Schlagwort: Awareness

  • Leitfaden – Komplimente und Übergriffigkeit

    Weil dieser Leitfaden leider notwendig ist: Alle weiblich gelesenen Personen kennen es wahrscheinlich: Wir treiben uns unschuldig und ohne etwas zu ahnen in social media herum, in Chatgruppen, auf Discord.

    Die Situation

    Plötzlich ploppt eine private Nachricht auf:

    Hey Süße!
    Wir kennen uns aus X und dein Profilbild ist echt niedlich. Wie geht es dir so, was machst du heute?

    Irgendein Dude.

    Klingt ja ganz, nett, erstmal. Immerhin findet er mein Profilbild „niedlich“ und will mich offensichtlich näher kennenlernen. Gleichzeitig ist dieses Verhalten zutiefst übergriffig. Deshalb gibts diesen Leitfaden.

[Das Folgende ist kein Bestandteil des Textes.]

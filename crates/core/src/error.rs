//! Error types for the Switchboard domain.
//!
//! Uses `thiserror` for ergonomic error definitions.
//! Each bounded context has its own error variant.
//!
//! Only registry errors (developer-facing, setup-time) are allowed to
//! surface past the public API. Per-query failures — handler timeouts,
//! handler errors, context persistence problems — are recovered by the
//! orchestrator and converted into well-formed responses.

use thiserror::Error;

/// The top-level error type for all Switchboard operations.
#[derive(Debug, Error)]
pub enum Error {
    // --- Registry errors ---
    #[error("Registry error: {0}")]
    Registry(#[from] RegistryError),

    // --- Handler errors ---
    #[error("Handler error: {0}")]
    Handler(#[from] HandlerError),

    // --- Context errors ---
    #[error("Context error: {0}")]
    Context(#[from] ContextError),

    // --- Configuration errors ---
    #[error("Configuration error: {message}")]
    Config { message: String },

    // --- Serialization ---
    #[error("Serialization error: {0}")]
    Serialization(#[from] serde_json::Error),

    // --- Generic ---
    #[error("Internal error: {0}")]
    Internal(String),
}

/// Result type alias using our Error.
pub type Result<T> = std::result::Result<T, Error>;

// --- Bounded context errors ---

/// Registry misuse. Surfaced to the caller of the registry API at setup
/// time; fatal to that call only.
#[derive(Debug, Clone, Error)]
pub enum RegistryError {
    #[error("Handler already registered: {0}")]
    DuplicateHandler(String),

    #[error("Handler not found or disabled: {0}")]
    HandlerNotFound(String),

    #[error("Invalid capability for '{handler_id}': {reason}")]
    InvalidCapability { handler_id: String, reason: String },
}

/// Wraps any failure from a specialized handler. Always recovered
/// locally by the orchestrator, never propagated to the caller.
#[derive(Debug, Clone, Error)]
pub enum HandlerError {
    #[error("Handler '{handler_id}' timed out after {timeout_secs}s")]
    Timeout { handler_id: String, timeout_secs: u64 },

    #[error("Handler '{handler_id}' failed: {reason}")]
    Failed { handler_id: String, reason: String },

    #[error("Malformed handler result: {0}")]
    MalformedResult(String),

    #[error("Handler unavailable: {0}")]
    Unavailable(String),
}

/// Failure while recording or summarizing a turn. Logged, does not
/// affect the response delivered to the caller; the next turn may have
/// incomplete history as a result.
#[derive(Debug, Clone, Error)]
pub enum ContextError {
    #[error("Summarization failed: {0}")]
    Summarization(String),

    #[error("Context persistence failed: {0}")]
    Persistence(String),
}

#[cfg(test)]
mod tests {
    use super::*;

    #[test]
    fn registry_error_displays_correctly() {
        let err = Error::Registry(RegistryError::DuplicateHandler("cost".into()));
        assert!(err.to_string().contains("cost"));
        assert!(err.to_string().contains("already registered"));
    }

    #[test]
    fn handler_timeout_displays_correctly() {
        let err = Error::Handler(HandlerError::Timeout {
            handler_id: "cost".into(),
            timeout_secs: 25,
        });
        assert!(err.to_string().contains("cost"));
        assert!(err.to_string().contains("25"));
    }

    #[test]
    fn handler_errors_are_cloneable() {
        // Mock handlers in tests return stored error instances.
        let err = HandlerError::Failed {
            handler_id: "cost".into(),
            reason: "boom".into(),
        };
        let cloned = err.clone();
        assert_eq!(err.to_string(), cloned.to_string());
    }
}
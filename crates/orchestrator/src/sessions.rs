//! Per-session context storage.

use std::collections::HashMap;
use std::sync::Arc;

use tokio::sync::Mutex;
use tracing::debug;

use switchboard_context::{ContextBudget, ContextManager};
use switchboard_core::turn::SessionId;

/// Holds one [`ContextManager`] per live session.
///
/// Each manager sits behind its own lock: concurrent queries for the
/// same session serialize on recording, while different sessions never
/// contend with each other beyond the map lookup.
pub struct SessionStore {
    budget: ContextBudget,
    max_snapshots: usize,
    sessions: Mutex<HashMap<SessionId, Arc<Mutex<ContextManager>>>>,
}

impl SessionStore {
    pub fn new(budget: ContextBudget, max_snapshots: usize) -> Self {
        Self {
            budget,
            max_snapshots,
            sessions: Mutex::new(HashMap::new()),
        }
    }

    /// Fetch the session's context manager, creating it on first use.
    pub async fn get_or_create(&self, id: &SessionId) -> Arc<Mutex<ContextManager>> {
        let mut sessions = self.sessions.lock().await;
        if let Some(existing) = sessions.get(id) {
            return Arc::clone(existing);
        }
        debug!(session = %id, "Creating session context");
        let manager = ContextManager::new(id.clone())
            .with_budget(self.budget)
            .with_max_snapshots(self.max_snapshots);
        let entry = Arc::new(Mutex::new(manager));
        sessions.insert(id.clone(), Arc::clone(&entry));
        entry
    }

    /// Drop a session's context entirely. Returns false if unknown.
    pub async fn remove(&self, id: &SessionId) -> bool {
        self.sessions.lock().await.remove(id).is_some()
    }

    pub async fn len(&self) -> usize {
        self.sessions.lock().await.len()
    }

    pub async fn is_empty(&self) -> bool {
        self.sessions.lock().await.is_empty()
    }
}
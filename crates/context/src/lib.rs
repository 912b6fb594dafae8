//! Conversation context management.
//!
//! Tracks per-session conversation history and carried subject facts,
//! and keeps the whole thing inside a fixed unit budget. When history
//! outgrows the budget, older turns are collapsed into a compact
//! category-labeled summary while the most recent exchanges stay
//! verbatim — follow-up queries like "what about a larger instance?"
//! still resolve because the subject facts and summary travel with
//! every assembled query.
//!
//! Unit estimation is deliberately crude (four characters per unit).
//! It only needs to be monotone in text length and cheap; exact
//! tokenizer parity is not a goal.

pub mod budget;
pub mod manager;
pub mod subject;

pub use budget::{ContextBudget, estimate_units, turn_units};
pub use manager::{ContextManager, HistorySnapshot};
pub use subject::SubjectState;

    1. Solange es keine Dating-App ist (die wir hier mal ausschließen), ist meine Anwesenheit im digitalen Raum keine Einladung zum Flirten. So wenig wie ich es angenehm finde, wenn ich offline von Wildfremden angesprochen werde, so wenig ist es online angemessen.
    2. Daraus folgt, dass ich nie mein Einverständnis gegeben habe, offen für Privatnachrichten oder Geflirte zu sein. Anders als offline, kann ich auch nicht durch Blickkontakt oder Gestik/Mimik meinen Konsens zu derartigem Verhalten geben.
    3. Die Erwartungshaltung, weiblich gelesene Personen müssten jeden (positiven) Kommentar zu ihrem Äußeren oder ihrem Verhalten begrüßen („Das war doch nur ein Kompliment!“), ist in ihrem Kern sexistisch, weil weiblich gelesene Personen zu Objekten (meist männlicher) Aufmerksamkeit degradiert werden.
    4. Kosenamen zu verteilen, ohne sich vorher einen Konsens eingeholt zu haben, ist in den meisten Communities übergriffig, weil verpönt. Solange dies nicht Konsens in der Community ist (z.B. weil auch im gemeinsamen Gruppenchat sich alle mit unterschiedlichen Kosenamen anreden), wird ein Machtungleichgewicht geschaffen: Die Person, die verniedlichende Bezeichnungen nutzt und die Person, die sie hinnehmen muss.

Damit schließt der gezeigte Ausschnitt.